RECORDS FOR THE EXERCISE:
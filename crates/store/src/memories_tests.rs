// SPDX-License-Identifier: BUSL-1.1
// Copyright (c) 2026 Alfred Jean LLC

use super::*;
use crate::StateStore;
use aether_core::test_support::memory_record;

#[test]
fn put_and_access_round_trip() {
    let store = StateStore::open_in_memory().unwrap();
    let mut memory = memory_record("m-1", "u-alice", MemoryLayer::Semantic, 0.8);
    memory.content = "rust borrow checker rules".to_string();
    store.put_memory(&memory, 100).unwrap();

    let loaded = store
        .access_memory(&MemoryId::new("m-1"), 2_000_000)
        .unwrap()
        .unwrap();
    assert_eq!(loaded.content, memory.content);
    assert_eq!(loaded.access_count, 1);
    assert_eq!(loaded.last_accessed_ms, 2_000_000);
}

#[test]
fn search_finds_by_content() {
    let store = StateStore::open_in_memory().unwrap();
    for (id, content) in [
        ("m-1", "the deploy pipeline failed on tuesday"),
        ("m-2", "user prefers dark mode themes"),
        ("m-3", "deploy keys rotate monthly"),
    ] {
        let mut memory = memory_record(id, "u-alice", MemoryLayer::Episodic, 0.5);
        memory.content = content.to_string();
        store.put_memory(&memory, 100).unwrap();
    }

    let hits = store
        .search_memories(&Uid::new("u-alice"), "deploy", 10)
        .unwrap();
    let ids: Vec<&str> = hits.iter().map(|m| m.id.as_str()).collect();
    assert_eq!(hits.len(), 2);
    assert!(ids.contains(&"m-1"));
    assert!(ids.contains(&"m-3"));
}

#[test]
fn search_is_scoped_to_agent() {
    let store = StateStore::open_in_memory().unwrap();
    let mut alice = memory_record("m-a", "u-alice", MemoryLayer::Semantic, 0.5);
    alice.content = "shared secret topic".to_string();
    let mut bob = memory_record("m-b", "u-bob", MemoryLayer::Semantic, 0.5);
    bob.content = "shared secret topic".to_string();
    store.put_memory(&alice, 100).unwrap();
    store.put_memory(&bob, 100).unwrap();

    let hits = store
        .search_memories(&Uid::new("u-alice"), "shared topic", 10)
        .unwrap();
    assert_eq!(hits.len(), 1);
    assert_eq!(hits[0].id.as_str(), "m-a");
}

#[test]
fn punctuation_and_single_chars_are_stripped_from_queries() {
    let store = StateStore::open_in_memory().unwrap();
    let mut memory = memory_record("m-1", "u-alice", MemoryLayer::Semantic, 0.5);
    memory.content = "database connection pool".to_string();
    store.put_memory(&memory, 100).unwrap();

    let hits = store
        .search_memories(&Uid::new("u-alice"), "connection!!! a ?", 10)
        .unwrap();
    assert_eq!(hits.len(), 1);

    // A query that reduces to nothing returns nothing.
    let empty = store.search_memories(&Uid::new("u-alice"), "? !", 10).unwrap();
    assert!(empty.is_empty());
}

#[test]
fn eviction_keeps_count_at_cap() {
    let store = StateStore::open_in_memory().unwrap();
    let uid = Uid::new("u-alice");

    for i in 0..5 {
        let memory = memory_record(
            &format!("m-{i}"),
            "u-alice",
            MemoryLayer::Episodic,
            0.1 * i as f64,
        );
        let evicted = store.put_memory(&memory, 3).unwrap();
        if i < 3 {
            assert_eq!(evicted, 0);
        } else {
            assert_eq!(evicted, 1);
        }
        assert!(store.count_memories(&uid, MemoryLayer::Episodic).unwrap() <= 3);
    }

    // Lowest-importance rows were evicted first: m-0 and m-1 are gone.
    assert!(store
        .access_memory(&MemoryId::new("m-0"), 0)
        .unwrap()
        .is_none());
    assert!(store
        .access_memory(&MemoryId::new("m-4"), 0)
        .unwrap()
        .is_some());
}

#[test]
fn eviction_is_per_layer() {
    let store = StateStore::open_in_memory().unwrap();
    let uid = Uid::new("u-alice");

    for i in 0..3 {
        store
            .put_memory(
                &memory_record(&format!("e-{i}"), "u-alice", MemoryLayer::Episodic, 0.5),
                3,
            )
            .unwrap();
        store
            .put_memory(
                &memory_record(&format!("s-{i}"), "u-alice", MemoryLayer::Semantic, 0.5),
                3,
            )
            .unwrap();
    }

    assert_eq!(store.count_memories(&uid, MemoryLayer::Episodic).unwrap(), 3);
    assert_eq!(store.count_memories(&uid, MemoryLayer::Semantic).unwrap(), 3);
}

#[test]
fn delete_removes_from_search() {
    let store = StateStore::open_in_memory().unwrap();
    let mut memory = memory_record("m-1", "u-alice", MemoryLayer::Semantic, 0.5);
    memory.content = "ephemeral note".to_string();
    store.put_memory(&memory, 100).unwrap();

    assert!(store.delete_memory(&MemoryId::new("m-1")).unwrap());
    let hits = store
        .search_memories(&Uid::new("u-alice"), "ephemeral", 10)
        .unwrap();
    assert!(hits.is_empty());
}

#[test]
fn expired_memories_are_dropped() {
    let store = StateStore::open_in_memory().unwrap();
    let mut memory = memory_record("m-1", "u-alice", MemoryLayer::Social, 0.9);
    memory.expires_at_ms = Some(1_000);
    store.put_memory(&memory, 100).unwrap();

    assert_eq!(store.expire_memories(2_000).unwrap(), 1);
    assert!(store
        .access_memory(&MemoryId::new("m-1"), 0)
        .unwrap()
        .is_none());
}
// SPDX-License-Identifier: BUSL-1.1
// Copyright (c) 2026 Alfred Jean LLC

//! Event types for the Aether kernel
//!
//! Every kernel event is a variant of [`Event`], serialized with
//! `{"type": "<topic>", ...fields}` framing. Topics are dot-separated
//! and map one-to-one onto variants, so subscribers branch on the
//! variant rather than on untyped payloads.

use crate::id::{CronId, MemoryId, Pid, PlanId, PolicyId, TriggerId, Uid, WebhookId};
use crate::process::{AgentPhase, ProcState};
use crate::records::{MemoryLayer, PlanStatus};
use serde::{Deserialize, Serialize};

/// Events published on the kernel bus.
///
/// Serializes with `{"type": "process.spawned", ...fields}` format.
/// Unknown type tags deserialize to `Custom`.
#[derive(Debug, Clone, PartialEq, Serialize, Deserialize)]
#[serde(tag = "type")]
pub enum Event {
    // -- process --
    #[serde(rename = "process.spawned")]
    ProcessSpawned {
        pid: Pid,
        uid: Uid,
        name: String,
        role: String,
        goal: String,
    },

    #[serde(rename = "process.stateChange")]
    ProcessStateChange {
        pid: Pid,
        from: ProcState,
        to: ProcState,
    },

    #[serde(rename = "process.exit")]
    ProcessExit {
        pid: Pid,
        code: i32,
        reason: String,
    },

    #[serde(rename = "process.reaped")]
    ProcessReaped { pid: Pid },

    // -- agent --
    #[serde(rename = "agent.thought")]
    AgentThought {
        pid: Pid,
        step: u32,
        content: String,
    },

    #[serde(rename = "agent.action")]
    AgentAction {
        pid: Pid,
        step: u32,
        tool: String,
        args: serde_json::Value,
    },

    #[serde(rename = "agent.observation")]
    AgentObservation {
        pid: Pid,
        step: u32,
        result: serde_json::Value,
    },

    #[serde(rename = "agent.phase")]
    AgentPhaseChange { pid: Pid, phase: AgentPhase },

    #[serde(rename = "agent.paused")]
    AgentPaused { pid: Pid },

    #[serde(rename = "agent.resumed")]
    AgentResumed { pid: Pid },

    #[serde(rename = "agent.log")]
    AgentLog {
        pid: Pid,
        level: String,
        message: String,
    },

    // -- kernel --
    #[serde(rename = "kernel.metrics")]
    KernelMetrics {
        timestamp: u64,
        process_count: u32,
        cpu_percent: f64,
        memory_mb: f64,
        container_count: u32,
    },

    // -- filesystem --
    #[serde(rename = "fs.changed")]
    FsChanged {
        uid: Uid,
        path: String,
        /// One of "write", "create", "delete".
        change: String,
        #[serde(default)]
        size: u64,
    },

    // -- plan --
    #[serde(rename = "plan.created")]
    PlanCreated { pid: Pid, plan_id: PlanId },

    #[serde(rename = "plan.updated")]
    PlanUpdated { plan_id: PlanId, status: PlanStatus },

    // -- memory --
    #[serde(rename = "mem.stored")]
    MemoryStored {
        uid: Uid,
        memory_id: MemoryId,
        layer: MemoryLayer,
    },

    #[serde(rename = "mem.evicted")]
    MemoryEvicted {
        uid: Uid,
        layer: MemoryLayer,
        count: u32,
    },

    // -- cron --
    #[serde(rename = "cron.created")]
    CronCreated { id: CronId, name: String },

    #[serde(rename = "cron.fired")]
    CronFired { id: CronId, pid: Pid },

    #[serde(rename = "cron.deleted")]
    CronDeleted { id: CronId },

    // -- trigger --
    #[serde(rename = "trigger.created")]
    TriggerCreated { id: TriggerId, name: String },

    #[serde(rename = "trigger.fired")]
    TriggerFired { id: TriggerId, pid: Pid },

    #[serde(rename = "trigger.deleted")]
    TriggerDeleted { id: TriggerId },

    // -- webhook --
    #[serde(rename = "webhook.created")]
    WebhookCreated { id: WebhookId },

    #[serde(rename = "webhook.deleted")]
    WebhookDeleted { id: WebhookId },

    #[serde(rename = "webhook.delivered")]
    WebhookDelivered {
        id: WebhookId,
        event_type: String,
        status: u16,
    },

    #[serde(rename = "webhook.failed")]
    WebhookFailed {
        id: WebhookId,
        event_type: String,
        error: String,
        attempt: u32,
    },

    #[serde(rename = "webhook.dlq")]
    WebhookDeadLettered { id: WebhookId, event_type: String },

    // -- users / policy --
    #[serde(rename = "user.registered")]
    UserRegistered { uid: Uid, username: String },

    #[serde(rename = "user.login")]
    UserLogin { uid: Uid, username: String },

    #[serde(rename = "user.loginFailed")]
    UserLoginFailed { username: String, reason: String },

    #[serde(rename = "user.deleted")]
    UserDeleted { uid: Uid },

    #[serde(rename = "policy.created")]
    PolicyCreated {
        id: PolicyId,
        subject: String,
        action: String,
        effect: String,
    },

    #[serde(rename = "policy.deleted")]
    PolicyDeleted { id: PolicyId },

    // -- sandbox passthrough (opaque handles, fire-and-forget) --
    #[serde(rename = "tty.output")]
    TtyOutput { pid: Pid, data: String },

    #[serde(rename = "vnc.started")]
    VncStarted { pid: Pid, ws_url: String },

    #[serde(rename = "vnc.stopped")]
    VncStopped { pid: Pid },

    #[serde(rename = "gpu.allocated")]
    GpuAllocated { pid: Pid, device: String },

    #[serde(rename = "gpu.released")]
    GpuReleased { pid: Pid, device: String },

    // -- bus --
    /// Synthesized per-subscriber when a bounded queue overflows; never
    /// published by components.
    #[serde(rename = "subscriber.lagged")]
    SubscriberLagged { dropped: u64 },

    #[serde(rename = "bus.handlerError")]
    BusHandlerError { topic: String, error: String },

    /// Catch-all for unknown event types (extensibility)
    #[serde(other, skip_serializing)]
    Custom,
}

impl Event {
    /// The dot-separated topic string this variant publishes under.
    pub fn topic(&self) -> &'static str {
        match self {
            Event::ProcessSpawned { .. } => "process.spawned",
            Event::ProcessStateChange { .. } => "process.stateChange",
            Event::ProcessExit { .. } => "process.exit",
            Event::ProcessReaped { .. } => "process.reaped",
            Event::AgentThought { .. } => "agent.thought",
            Event::AgentAction { .. } => "agent.action",
            Event::AgentObservation { .. } => "agent.observation",
            Event::AgentPhaseChange { .. } => "agent.phase",
            Event::AgentPaused { .. } => "agent.paused",
            Event::AgentResumed { .. } => "agent.resumed",
            Event::AgentLog { .. } => "agent.log",
            Event::KernelMetrics { .. } => "kernel.metrics",
            Event::FsChanged { .. } => "fs.changed",
            Event::PlanCreated { .. } => "plan.created",
            Event::PlanUpdated { .. } => "plan.updated",
            Event::MemoryStored { .. } => "mem.stored",
            Event::MemoryEvicted { .. } => "mem.evicted",
            Event::CronCreated { .. } => "cron.created",
            Event::CronFired { .. } => "cron.fired",
            Event::CronDeleted { .. } => "cron.deleted",
            Event::TriggerCreated { .. } => "trigger.created",
            Event::TriggerFired { .. } => "trigger.fired",
            Event::TriggerDeleted { .. } => "trigger.deleted",
            Event::WebhookCreated { .. } => "webhook.created",
            Event::WebhookDeleted { .. } => "webhook.deleted",
            Event::WebhookDelivered { .. } => "webhook.delivered",
            Event::WebhookFailed { .. } => "webhook.failed",
            Event::WebhookDeadLettered { .. } => "webhook.dlq",
            Event::UserRegistered { .. } => "user.registered",
            Event::UserLogin { .. } => "user.login",
            Event::UserLoginFailed { .. } => "user.loginFailed",
            Event::UserDeleted { .. } => "user.deleted",
            Event::PolicyCreated { .. } => "policy.created",
            Event::PolicyDeleted { .. } => "policy.deleted",
            Event::TtyOutput { .. } => "tty.output",
            Event::VncStarted { .. } => "vnc.started",
            Event::VncStopped { .. } => "vnc.stopped",
            Event::GpuAllocated { .. } => "gpu.allocated",
            Event::GpuReleased { .. } => "gpu.released",
            Event::SubscriberLagged { .. } => "subscriber.lagged",
            Event::BusHandlerError { .. } => "bus.handlerError",
            Event::Custom => "custom",
        }
    }

    /// Critical events are never dropped by a lagging subscriber queue;
    /// the subscriber is disconnected instead.
    pub fn critical(&self) -> bool {
        match self {
            Event::ProcessExit { .. } => true,
            Event::ProcessStateChange { to, .. } => to.is_terminal(),
            _ => false,
        }
    }

    /// The process this event concerns, when it concerns one.
    pub fn pid(&self) -> Option<Pid> {
        match self {
            Event::ProcessSpawned { pid, .. }
            | Event::ProcessStateChange { pid, .. }
            | Event::ProcessExit { pid, .. }
            | Event::ProcessReaped { pid }
            | Event::AgentThought { pid, .. }
            | Event::AgentAction { pid, .. }
            | Event::AgentObservation { pid, .. }
            | Event::AgentPhaseChange { pid, .. }
            | Event::AgentPaused { pid }
            | Event::AgentResumed { pid }
            | Event::AgentLog { pid, .. }
            | Event::PlanCreated { pid, .. }
            | Event::CronFired { pid, .. }
            | Event::TriggerFired { pid, .. }
            | Event::TtyOutput { pid, .. }
            | Event::VncStarted { pid, .. }
            | Event::VncStopped { pid }
            | Event::GpuAllocated { pid, .. }
            | Event::GpuReleased { pid, .. } => Some(*pid),
            _ => None,
        }
    }

    /// The owning user, when the event embeds one directly.
    ///
    /// Events that only carry a pid are resolved to an owner by the
    /// gateway through the process table.
    pub fn owner(&self) -> Option<&Uid> {
        match self {
            Event::ProcessSpawned { uid, .. }
            | Event::FsChanged { uid, .. }
            | Event::MemoryStored { uid, .. }
            | Event::MemoryEvicted { uid, .. }
            | Event::UserRegistered { uid, .. }
            | Event::UserLogin { uid, .. }
            | Event::UserDeleted { uid } => Some(uid),
            _ => None,
        }
    }
}

/// Subscription pattern: an exact topic or a trailing-`*` wildcard.
///
/// `agent.*` matches every topic under the `agent.` prefix; a bare `*`
/// matches everything.
#[derive(Debug, Clone, PartialEq, Eq, Hash, Serialize, Deserialize)]
#[serde(transparent)]
pub struct TopicPattern(String);

impl TopicPattern {
    pub fn new(pattern: impl Into<String>) -> Self {
        Self(pattern.into())
    }

    pub fn as_str(&self) -> &str {
        &self.0
    }

    pub fn matches(&self, topic: &str) -> bool {
        match self.0.strip_suffix('*') {
            Some("") => true,
            Some(prefix) => topic.starts_with(prefix),
            None => self.0 == topic,
        }
    }
}

impl From<&str> for TopicPattern {
    fn from(s: &str) -> Self {
        Self::new(s)
    }
}

impl std::fmt::Display for TopicPattern {
    fn fmt(&self, f: &mut std::fmt::Formatter<'_>) -> std::fmt::Result {
        write!(f, "{}", self.0)
    }
}

#[cfg(test)]
#[path = "event_tests.rs"]
mod tests;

ASSIGNMENT:
Lines from the one containing "Self(pattern.into())" through the final line of the material should be set down exactly, and no other lines.

REPLY:
        Self(pattern.into())
    }

    pub fn as_str(&self) -> &str {
        &self.0
    }

    pub fn matches(&self, topic: &str) -> bool {
        match self.0.strip_suffix('*') {
            Some("") => true,
            Some(prefix) => topic.starts_with(prefix),
            None => self.0 == topic,
        }
    }
}

impl From<&str> for TopicPattern {
    fn from(s: &str) -> Self {
        Self::new(s)
    }
}

impl std::fmt::Display for TopicPattern {
    fn fmt(&self, f: &mut std::fmt::Formatter<'_>) -> std::fmt::Result {
        write!(f, "{}", self.0)
    }
}

#[cfg(test)]
#[path = "event_tests.rs"]
mod tests;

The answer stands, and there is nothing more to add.